By his side, Temple.

Both carry glasses of white wine and ask permission to be without a mask.

The actor seems in much better shape than any of his last public appearances and dedicates his responses to praising a creator who fused punk spirit with Irish music and who sold millions of records in the late eighties, until he was expelled from the club. band that he himself had created.

"Shane is a hypersensitive person who learned from a very young age [he started drinking when he was six] how to become desensitized," said Depp about the large amount of alcohol that the musician still ingests even today, in a wheelchair, with poor health and speech problems. , which is self-prescribed as a medicine.

"Then fame falls on you and if you are an introvert all that external attention makes you withdraw even more; he felt uncomfortable with that attention, as it happens to me.
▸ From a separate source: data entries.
#![allow(clippy::new_without_default)]

pub mod api;
pub mod cache;
pub mod config;
pub mod health;
pub mod logger;
pub mod messaging;
pub mod nuki;
pub mod pending;
pub mod poller;
pub mod reservations;
pub mod telegram;
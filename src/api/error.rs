use reqwest::StatusCode;
use thiserror::Error;

#[derive(Debug, Error)]
pub enum ApiError {
    #[error("{0} is mandatory")]
    Config(&'static str),
    #[error("error while querying Nuki API (status: {status}): {body}")]
    Status { status: StatusCode, body: String },
    #[error("couldn't send request: {0}")]
    Request(#[from] reqwest::Error),
    #[error("couldn't decode response: {0}")]
    Decode(#[from] serde_json::Error),
}
pub type ApiResult<T> = std::result::Result<T, ApiError>;
use std::str::FromStr;

use async_trait::async_trait;
use sqlx::sqlite::{SqliteConnectOptions, SqlitePool, SqlitePoolOptions};
use sqlx::Row;

use super::{Cache, CacheError, CacheResult};

/// Stores values in a single `cache` table of a sqlite database.
#[derive(Debug, Clone)]
pub struct SqliteCache {
    pool: SqlitePool,
}

impl SqliteCache {
    pub async fn open_in_memory() -> CacheResult<SqliteCache> {
        // a single connection, every new in-memory connection is a new database
        let pool = SqlitePoolOptions::new()
            .max_connections(1)
            .connect("sqlite::memory:")
            .await?;
        Self::migrate(&pool).await?;
        Ok(SqliteCache { pool })
    }

    /// Example: `sqlite:///var/lib/nuki-logger/cache.db3`
    pub async fn open(url: &str) -> CacheResult<SqliteCache> {
        let options = SqliteConnectOptions::from_str(url)?.create_if_missing(true);
        let pool = SqlitePoolOptions::new()
            .max_connections(2)
            .connect_with(options)
            .await?;
        Self::migrate(&pool).await?;
        Ok(SqliteCache { pool })
    }

    pub async fn close(self) {
        self.pool.close().await;
    }

    async fn migrate(pool: &SqlitePool) -> CacheResult<()> {
        sqlx::query(
            r#"
        CREATE TABLE IF NOT EXISTS "cache" (
            "key"        TEXT    PRIMARY KEY NOT NULL,
            "value"      BLOB    NOT NULL,
            "updated_at" INTEGER NOT NULL
        )
            "#,
        )
        .execute(pool)
        .await?;
        Ok(())
    }
}

fn map_err(err: sqlx::Error) -> CacheError {
    match err {
        err @ (sqlx::Error::PoolTimedOut | sqlx::Error::PoolClosed | sqlx::Error::Io(_)) => {
            CacheError::Unreachable(err.to_string())
        }
        err => CacheError::Sqlx(err),
    }
}

#[async_trait]
impl Cache for SqliteCache {
    async fn load(&self, key: &str) -> CacheResult<Vec<u8>> {
        let row = sqlx::query(r#"SELECT "value" FROM "cache" WHERE "key" = ?1"#)
            .bind(key)
            .fetch_optional(&self.pool)
            .await
            .map_err(map_err)?;

        match row {
            Some(row) => Ok(row.try_get::<Vec<u8>, _>("value")?),
            None => Err(CacheError::NotFound(key.to_string())),
        }
    }

    async fn save(&self, key: &str, value: &[u8]) -> CacheResult<()> {
        let updated_at = chrono::Utc::now().timestamp_millis();
        sqlx::query(
            r#"
        INSERT INTO "cache" ("key", "value", "updated_at")
        VALUES (?1, ?2, ?3)
        ON CONFLICT ("key") DO UPDATE SET
            "value" = excluded."value",
            "updated_at" = excluded."updated_at"
            "#,
        )
        .bind(key)
        .bind(value)
        .bind(updated_at)
        .execute(&self.pool)
        .await
        .map_err(map_err)?;
        Ok(())
    }

    fn name(&self) -> &'static str {
        "sqlite"
    }
}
What happens is that it is very confusing when all this it starts to happen, you just want to hide and desensitize yourself ”.

The actor likes to look down on some prominent cultural figures.
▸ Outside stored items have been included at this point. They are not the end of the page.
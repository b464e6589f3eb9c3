//! Minimal Telegram bot: long polls updates and answers one-line commands.

mod api;
pub use api::{BotApi, Chat, Message, Update, User, DEFAULT_BASE_URL};

mod bot;
pub use bot::{notify_pending_results, Bot, BotOptions, BotReaders, Command, ParseError};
"I have been lucky to meet and learn from people like Hunter S. Thompson, Marlon Brando, Keith Richards or Shane MacGowan, people who are very true to themselves, one of the reasons they have always attracted me."
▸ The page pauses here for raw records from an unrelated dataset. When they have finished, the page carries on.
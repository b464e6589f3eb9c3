use serde::{Deserialize, Serialize};

use crate::api;

/// Battery charge (in percent) at and below which the smartlock needs attention.
pub const LOW_BATTERY_CHARGE: i32 = 30;

/// Summary of a smartlock's health.
#[derive(Debug, Clone, PartialEq, Eq, Serialize, Deserialize)]
pub struct SmartlockState {
    pub smartlock_id: i64,
    pub name: String,
    pub battery_critical: bool,
    /// Remaining battery in percent
    pub battery_charge: i32,
    pub keypad_battery_critical: bool,
    pub doorsensor_battery_critical: bool,
}

impl SmartlockState {
    pub fn needs_attention(&self) -> bool {
        self.battery_critical
            || self.keypad_battery_critical
            || self.doorsensor_battery_critical
            || self.battery_charge <= LOW_BATTERY_CHARGE
    }
}

impl From<api::Smartlock> for SmartlockState {
    fn from(value: api::Smartlock) -> Self {
        SmartlockState {
            smartlock_id: value.smartlock_id,
            name: value.name,
            battery_critical: value.state.battery_critical,
            battery_charge: value.state.battery_charge,
            keypad_battery_critical: value.state.keypad_battery_critical,
            doorsensor_battery_critical: value.state.doorsensor_battery_critical,
        }
    }
}

/// An authorization (keypad code, app user, ...) of a smartlock.
#[derive(Debug, Clone, PartialEq, Eq, Serialize)]
pub struct SmartlockAuth {
    pub id: String,
    pub name: String,
    pub code: Option<i64>,
    pub enabled: bool,
}

impl From<api::SmartlockAuth> for SmartlockAuth {
    fn from(value: api::SmartlockAuth) -> Self {
        SmartlockAuth {
            id: value.id,
            name: value.name,
            code: value.code,
            enabled: value.enabled,
        }
    }
}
And then he explains: "What is not normal is considered a bit crazy, maybe it is true or maybe that is freedom."

And that's why he has a humble definition of himself: "I don't consider myself an artist, I don't feel up to those people that I adore."

About his career, about acting, he points out: “I'm not good at following structures, formulas.

I like to give it my all and confuse the public.

You try to do what you can, let's say I'm an aspiring artist.

But I don't think that cinema is going to lead me to art, at least it depends from which point of view.

Here in San Sebastián we talk about cinema;

in Hollywood, of movies ”.

No matter the question, Johnny Depp turned his answer into an ode to MacGowan: “Shane… it's Shane.

He talks when he feels like it, you can't manipulate him, even when we interviewed him for this documentary, which is a song of love for his life.

Their friendship has to be fought, you have to earn the stripes.

He's a genuine guy.

I traveled from Los Angeles to Copenhagen for his wedding, and when he saw me he blurted out, 'You look like a whore pimp.'

And then yes, he loves you and says nice things to you.

Or insults you.

She is always challenging you ”.

And the actor told an anecdote to underline that constant militancy: “We were in a bar in Dublin, we had had something to drink and at one point Shane extended his fist and asked me to put my hand underneath.

He dropped some pills that I took along with a drink.

The next thing I remember is opening my eyes in a bathtub in the south of France three days later.

That's what I mean when I say you have to earn their respect.

But I do not regret anything that I live with him, whether I remember it or not.